Obesity; Bariatric surgery; Roux-en Y gastric bypass; Brain; Hypothalamus
The central nervous system (CNS) orchestrates energy
homeostasis. Adiposity signals, as leptin and insulin,
gastrointestinal signals, and other stimuli feed itself reflect the body fat
store, shuttling information to the brain, particularly the
neuropeptidergic system in the arcuate nucleus (ARC) of the
hypothalamus, which has been reported to modulate energy
balance through melanocortinergic second-order neurons .
Food reward circuits act parallely with melanocortinergic
circuitry in the management of the coordination of the energy
requirements outputs that maintain a stable balance between
spending and energy consumption .
Regardless of the intricate regulatory system of body fat
reserves, more than one-third of adults in the United States are
obese , resulting in an obesity pandemic that is reaching
catastrophic proportions, impacting the incidence of a burden
chronic disease and global mortality . The hypothalamic
alterations that result from exposure to high-fat diets and
low-grade inflammation contribute to the pathogenesis of
obesity and reorganization in the energy balance [5, 6 ]. Thus,
the brain changes that result from diet-induced obesity (DIO)
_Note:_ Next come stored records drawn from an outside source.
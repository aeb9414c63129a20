//! Storage error types

use thiserror::Error;

#[derive(Error, Debug)]
pub enum StorageError {
    #[error("SQLite error: {0}")]
    Sqlite(#[from] rusqlite::Error),

    #[error("Migration error: {0}")]
    Migration(String),
}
affect brain programming to promote rescheduling in food
intake, food interest, satiety signals response, and energy
expenditure, and these changes contribute to a new energy
balance set point in the obese brain [7, 8]. This new phenotype,
which is characterized by a modified balance, implies a new
defended level of adiposity that somehow contributes to the
maintenance of obesity through the ARC. Signals from the
ARC will deliver outputs to modulate the current adipose
tissue stores and adjust to the obesity pattern through
physiological and behavioral adaptations . Increased adiposity is
supported through decreased leptin/insulin signaling in the
obese brain, which reduces the negative feedback of these
adipostatic peripheral signals [1, 9]. As expected, the central
administration of leptin has not been able to influence caloric
intake . Similarly, the anti-obesity drugs that are currently
available mostly target the brain, but they are not optimally
effective . Therefore, bariatric surgery, which can be more
effective to enhance the cerebral effects, is more effective as
obesity therapy .
We herein will discuss the factors that are known to be
involved in the neurobiological modifications are promoted
by Roux-en Y gastric bypass (RYGB), and contribute to the
reversal of the damage to the homeostasis neuronal circuitry,
decreased food intake, and/or increased energy expenditure.
An understanding of how the surgery is able to change the
energy homeostasis set point in the obese brain of humans and
rodents and partially modify the neuronal programming
defense system of adiposity body is still incipient and will
contribute greatly to the search for new therapeutic targets.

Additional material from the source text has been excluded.